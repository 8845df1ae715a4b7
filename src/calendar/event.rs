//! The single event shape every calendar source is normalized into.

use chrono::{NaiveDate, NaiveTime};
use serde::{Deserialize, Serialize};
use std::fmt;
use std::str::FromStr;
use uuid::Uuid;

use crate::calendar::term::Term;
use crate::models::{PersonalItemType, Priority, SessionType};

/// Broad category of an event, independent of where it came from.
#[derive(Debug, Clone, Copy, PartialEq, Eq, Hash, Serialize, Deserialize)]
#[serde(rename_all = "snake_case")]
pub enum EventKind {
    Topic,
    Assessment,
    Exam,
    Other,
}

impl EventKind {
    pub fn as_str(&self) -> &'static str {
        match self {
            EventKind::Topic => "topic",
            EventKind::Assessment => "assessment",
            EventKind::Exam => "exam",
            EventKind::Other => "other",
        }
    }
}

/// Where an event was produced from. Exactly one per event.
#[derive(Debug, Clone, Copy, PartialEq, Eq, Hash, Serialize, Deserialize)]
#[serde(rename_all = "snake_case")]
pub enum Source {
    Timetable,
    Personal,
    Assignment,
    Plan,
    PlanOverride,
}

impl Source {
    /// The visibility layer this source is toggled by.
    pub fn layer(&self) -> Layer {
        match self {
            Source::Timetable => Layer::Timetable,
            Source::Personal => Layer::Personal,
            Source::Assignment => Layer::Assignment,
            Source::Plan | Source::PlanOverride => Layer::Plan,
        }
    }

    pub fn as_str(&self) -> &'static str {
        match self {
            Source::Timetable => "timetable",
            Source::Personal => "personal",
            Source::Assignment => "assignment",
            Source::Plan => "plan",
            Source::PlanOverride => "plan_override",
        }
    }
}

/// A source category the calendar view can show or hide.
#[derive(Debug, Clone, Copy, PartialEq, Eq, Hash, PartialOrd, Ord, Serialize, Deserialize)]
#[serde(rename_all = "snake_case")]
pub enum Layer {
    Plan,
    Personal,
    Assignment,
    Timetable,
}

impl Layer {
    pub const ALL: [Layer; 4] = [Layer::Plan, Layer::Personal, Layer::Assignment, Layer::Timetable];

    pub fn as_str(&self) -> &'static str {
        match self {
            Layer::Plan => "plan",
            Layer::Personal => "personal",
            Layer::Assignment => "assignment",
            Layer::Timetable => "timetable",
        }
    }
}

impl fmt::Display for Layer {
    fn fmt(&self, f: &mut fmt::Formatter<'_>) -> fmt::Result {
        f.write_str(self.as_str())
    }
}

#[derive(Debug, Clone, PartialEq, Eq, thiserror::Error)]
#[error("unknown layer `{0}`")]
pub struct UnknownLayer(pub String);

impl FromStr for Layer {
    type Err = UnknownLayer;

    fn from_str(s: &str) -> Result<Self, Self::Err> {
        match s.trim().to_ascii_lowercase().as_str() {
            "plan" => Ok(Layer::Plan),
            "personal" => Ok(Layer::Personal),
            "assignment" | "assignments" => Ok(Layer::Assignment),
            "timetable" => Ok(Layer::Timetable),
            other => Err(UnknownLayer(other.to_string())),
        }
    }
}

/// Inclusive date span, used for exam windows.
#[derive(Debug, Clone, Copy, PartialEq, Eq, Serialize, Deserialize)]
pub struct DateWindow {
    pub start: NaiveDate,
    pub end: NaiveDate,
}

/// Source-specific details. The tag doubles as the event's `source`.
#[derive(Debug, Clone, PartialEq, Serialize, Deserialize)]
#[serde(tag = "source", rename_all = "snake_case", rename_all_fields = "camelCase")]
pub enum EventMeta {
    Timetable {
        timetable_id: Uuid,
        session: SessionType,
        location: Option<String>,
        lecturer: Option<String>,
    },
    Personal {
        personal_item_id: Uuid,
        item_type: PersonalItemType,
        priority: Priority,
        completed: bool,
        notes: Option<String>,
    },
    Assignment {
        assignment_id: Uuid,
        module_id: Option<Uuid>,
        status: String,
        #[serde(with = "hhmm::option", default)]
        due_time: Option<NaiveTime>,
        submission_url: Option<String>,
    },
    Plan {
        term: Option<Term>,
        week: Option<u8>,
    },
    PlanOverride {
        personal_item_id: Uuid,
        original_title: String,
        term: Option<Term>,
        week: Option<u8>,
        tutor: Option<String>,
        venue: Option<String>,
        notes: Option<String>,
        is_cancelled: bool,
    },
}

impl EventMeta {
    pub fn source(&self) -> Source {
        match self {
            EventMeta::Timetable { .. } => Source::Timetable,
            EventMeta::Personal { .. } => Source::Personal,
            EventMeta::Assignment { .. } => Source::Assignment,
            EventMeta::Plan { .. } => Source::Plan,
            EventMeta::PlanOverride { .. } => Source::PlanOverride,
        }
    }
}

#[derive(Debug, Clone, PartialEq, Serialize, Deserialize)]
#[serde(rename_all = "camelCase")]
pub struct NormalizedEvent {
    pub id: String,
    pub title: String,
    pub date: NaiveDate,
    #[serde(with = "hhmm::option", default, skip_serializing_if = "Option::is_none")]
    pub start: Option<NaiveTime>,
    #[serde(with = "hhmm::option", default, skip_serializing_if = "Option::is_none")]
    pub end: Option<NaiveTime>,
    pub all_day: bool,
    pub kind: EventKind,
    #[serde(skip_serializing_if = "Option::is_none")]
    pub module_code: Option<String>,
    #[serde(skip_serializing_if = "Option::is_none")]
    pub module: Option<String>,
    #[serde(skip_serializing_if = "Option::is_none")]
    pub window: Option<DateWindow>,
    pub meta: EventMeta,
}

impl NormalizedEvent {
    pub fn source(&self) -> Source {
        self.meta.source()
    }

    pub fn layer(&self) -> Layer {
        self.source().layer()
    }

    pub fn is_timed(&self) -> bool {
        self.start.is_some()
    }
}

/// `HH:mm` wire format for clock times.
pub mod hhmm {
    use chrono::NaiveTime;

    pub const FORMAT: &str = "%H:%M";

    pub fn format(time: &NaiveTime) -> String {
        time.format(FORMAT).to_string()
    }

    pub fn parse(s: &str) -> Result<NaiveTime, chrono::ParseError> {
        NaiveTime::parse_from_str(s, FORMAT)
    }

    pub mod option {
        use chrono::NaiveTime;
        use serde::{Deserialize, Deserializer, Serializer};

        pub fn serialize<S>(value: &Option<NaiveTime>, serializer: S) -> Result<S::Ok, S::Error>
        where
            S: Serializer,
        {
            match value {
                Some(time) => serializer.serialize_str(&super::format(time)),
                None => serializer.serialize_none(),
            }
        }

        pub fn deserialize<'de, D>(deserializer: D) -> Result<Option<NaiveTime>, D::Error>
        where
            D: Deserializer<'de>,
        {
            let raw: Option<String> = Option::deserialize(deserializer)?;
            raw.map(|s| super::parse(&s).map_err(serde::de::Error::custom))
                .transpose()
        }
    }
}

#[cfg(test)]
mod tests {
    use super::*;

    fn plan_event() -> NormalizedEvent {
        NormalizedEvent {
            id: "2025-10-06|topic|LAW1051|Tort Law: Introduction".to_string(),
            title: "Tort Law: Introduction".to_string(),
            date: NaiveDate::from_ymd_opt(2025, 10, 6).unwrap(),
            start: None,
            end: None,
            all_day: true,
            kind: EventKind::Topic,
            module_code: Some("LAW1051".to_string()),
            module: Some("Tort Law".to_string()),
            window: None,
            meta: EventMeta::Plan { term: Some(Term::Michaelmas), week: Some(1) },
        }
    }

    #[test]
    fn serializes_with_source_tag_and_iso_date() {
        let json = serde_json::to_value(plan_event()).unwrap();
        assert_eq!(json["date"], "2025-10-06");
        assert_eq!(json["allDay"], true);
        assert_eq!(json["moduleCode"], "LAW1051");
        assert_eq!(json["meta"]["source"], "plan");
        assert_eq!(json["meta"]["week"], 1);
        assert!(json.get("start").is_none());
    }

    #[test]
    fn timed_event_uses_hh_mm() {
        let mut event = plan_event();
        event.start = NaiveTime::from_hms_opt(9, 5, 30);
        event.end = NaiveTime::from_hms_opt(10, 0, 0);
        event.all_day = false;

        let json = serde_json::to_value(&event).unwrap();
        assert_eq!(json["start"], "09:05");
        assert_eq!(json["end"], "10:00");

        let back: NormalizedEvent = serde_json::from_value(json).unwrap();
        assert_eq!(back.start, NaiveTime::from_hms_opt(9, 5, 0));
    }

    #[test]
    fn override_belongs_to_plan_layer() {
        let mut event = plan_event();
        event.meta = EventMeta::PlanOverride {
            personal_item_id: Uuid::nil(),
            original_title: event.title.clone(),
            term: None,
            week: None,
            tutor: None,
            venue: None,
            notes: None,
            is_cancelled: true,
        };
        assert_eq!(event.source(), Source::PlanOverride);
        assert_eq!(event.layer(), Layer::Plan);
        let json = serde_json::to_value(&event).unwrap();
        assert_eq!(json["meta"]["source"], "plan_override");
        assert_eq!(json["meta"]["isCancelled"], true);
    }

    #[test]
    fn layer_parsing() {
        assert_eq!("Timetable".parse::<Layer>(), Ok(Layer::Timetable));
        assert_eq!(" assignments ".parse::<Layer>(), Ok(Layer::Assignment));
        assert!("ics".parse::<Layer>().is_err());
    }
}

# # # # # # #

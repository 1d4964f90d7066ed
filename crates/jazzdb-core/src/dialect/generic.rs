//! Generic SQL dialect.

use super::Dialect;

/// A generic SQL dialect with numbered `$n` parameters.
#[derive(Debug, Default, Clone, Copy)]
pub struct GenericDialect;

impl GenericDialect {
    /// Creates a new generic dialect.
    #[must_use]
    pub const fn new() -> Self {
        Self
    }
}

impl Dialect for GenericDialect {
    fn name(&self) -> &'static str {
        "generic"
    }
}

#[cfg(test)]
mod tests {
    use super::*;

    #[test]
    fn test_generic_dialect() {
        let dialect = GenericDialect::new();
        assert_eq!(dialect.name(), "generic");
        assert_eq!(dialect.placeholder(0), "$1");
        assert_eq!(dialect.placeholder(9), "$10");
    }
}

# # # # # # #

**TASK REQUIREMENTS**
Return every line in the records that includes the string "repository".

**OUTPUT FOR THIS TASK**
repository 8845df1ae715a4b7
repository 1d4964f90d7066ed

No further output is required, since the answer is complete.